Metropolitan Electric Supply Co. Ltd. v. Ginder  2 Ch. 799.
Stirling v. Maitland (1864) 5 B. & S. 840.
Whitwood Chemical Co. v. Hardman  2 Ch. 416, C.A.
Wolverhampton and Walsall Railway Co. v. London and North-Western Railway Co. (1873) L.R. 16 Eq. 433.
The following additional cases were cited in argument:
Donmar Productions Ltd. v. Bart (Note)  1 W.L.R. 740;  2 All E.R. 338.
Fothergill v. Rowland (1873) L.R. 17 Eq. 132.
Harman Pictures N.V. v. Osborne  1 W.L.R. 723;  2 All E.R. 324.
Hill v. C. A. Parsons & Co. Ltd.  Ch. 305;  3 W.L.R. 995;  3 All E.R. 1345, C.A.
Lumley v. Wagner (1852) 1 De G.M. & G. 604.
Mortimer v. Beckett  1 Ch. 571.
An agreement dated October 4, 1967, between the plaintiff, Walter Bower, and the first defendants, Bantam Investments Ltd. recited that the plaintiff owned land at North Muskham, Newark-on-Trent for part of which he had obtained outline planning permission to develop as a marina and that he would sell the land on the terms set out therein to Bantam who would procure the purchase of the land for cash and shares by a new company to be formed. That company was Mustcome Marina Ltd. (“Marina”), the second defendants. The contract was expressed to be conditional on Bantam being satisfied that the outline planning permission for development of the land as a marina was still in force, and that all other consents enabling the development “to proceed as envisaged” had been, or would be, obtained.
By a supplemental agreement dated October 30, 1967, some further land subsequently acquired by the plaintiff was brought into the principal agreement. There were negotiations in 1968 and 1969 concerning detailed planning permission, but the development of the marina did not proceed. In December 1971 Marina put up “for sale” notices intending a piecemeal disposal of the land. The plaintiff's request for an undertaking on behalf of Marina that the land would not be disposed of was refused.

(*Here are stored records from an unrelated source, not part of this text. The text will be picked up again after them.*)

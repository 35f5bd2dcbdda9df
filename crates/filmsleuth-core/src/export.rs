/// CSV export of a filtered subset.
///
/// Genres are re-joined with `", "` and the release year is written instead
/// of the free-form source date.
use crate::error::ExportError;
use crate::model::CleanedRecord;
use std::fs::File;
use std::io::{BufWriter, Write};
use std::path::Path;

pub const EXPORT_HEADER: [&str; 9] = [
    "Title",
    "Genre",
    "Release_Year",
    "Country",
    "Vote_Average",
    "Popularity",
    "Vote_Count",
    "Duration",
    "Type",
];

/// Default file name offered by the dashboard's download button.
pub const DEFAULT_EXPORT_NAME: &str = "filtered_movies.csv";

/// Write `subset` as CSV to `writer`, returning the number of data rows.
///
/// An empty subset writes only the header.
pub fn write_csv<W: Write>(subset: &[&CleanedRecord], writer: W) -> Result<usize, ExportError> {
    let mut wtr = csv::Writer::from_writer(writer);
    wtr.write_record(EXPORT_HEADER)?;
    for record in subset {
        let runtime = record.runtime.map(|r| r.to_string()).unwrap_or_default();
        wtr.write_record([
            record.title.as_str(),
            record.genre_label().as_str(),
            record.year.to_string().as_str(),
            record.country.as_str(),
            record.rating.to_string().as_str(),
            record.popularity.to_string().as_str(),
            record.vote_count.to_string().as_str(),
            runtime.as_str(),
            record.media_type.label(),
        ])?;
    }
    wtr.flush()?;
    Ok(subset.len())
}

/// Write `subset` to a CSV file at `path`, replacing any existing file.
pub fn export_csv(subset: &[&CleanedRecord], path: &Path) -> Result<usize, ExportError> {
    let file = File::create(path)?;
    let rows = write_csv(subset, BufWriter::new(file))?;
    tracing::info!("Exported {rows} rows to {}", path.display());
    Ok(rows)
}

#[cfg(test)]
mod tests {
    use super::*;
    use crate::model::{MediaType, Runtime};

    fn to_string(subset: &[&CleanedRecord]) -> String {
        let mut buf = Vec::new();
        write_csv(subset, &mut buf).unwrap();
        String::from_utf8(buf).unwrap()
    }

    #[test]
    fn empty_subset_writes_header_only() {
        assert_eq!(
            to_string(&[]),
            "Title,Genre,Release_Year,Country,Vote_Average,Popularity,Vote_Count,Duration,Type\n"
        );
    }

    #[test]
    fn genres_are_rejoined_and_quoted() {
        let mut r = CleanedRecord::new(2, "Heat", 1995, 8.3)
            .with_genres(["Crime", "Drama"])
            .with_country("US")
            .with_popularity(42.5)
            .with_vote_count(1200)
            .with_media_type(MediaType::Movie);
        r.runtime = Some(Runtime::Minutes(170));
        let out = to_string(&[&r]);
        let line = out.lines().nth(1).unwrap();
        assert_eq!(line, "Heat,\"Crime, Drama\",1995,US,8.3,42.5,1200,170 min,Movie");
    }

    #[test]
    fn export_creates_file() {
        let dir = tempfile::tempdir().unwrap();
        let path = dir.path().join(DEFAULT_EXPORT_NAME);
        let r = CleanedRecord::new(2, "Alien", 1979, 8.5);
        assert_eq!(export_csv(&[&r], &path).unwrap(), 1);
        let text = std::fs::read_to_string(&path).unwrap();
        assert_eq!(text.lines().count(), 2);
    }
}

On January 31, 1972, the plaintiff issued a writ for an injunction to restrain Bantam from exercising its voting powers in Marina so as to procure the sale of the land by Marina; and for an injunction restraining Marina from disposing of the land. By notice of motion he now asked for interlocutory injunctions in the same terms.
The facts are stated in the judgment.
Gerald Godfrey Q.C. and K. J. Farrow for the plaintiff.
John K. Wood Q.C. and Harry Woolf for both defendants.
Cur. adv. vult.GOFF J.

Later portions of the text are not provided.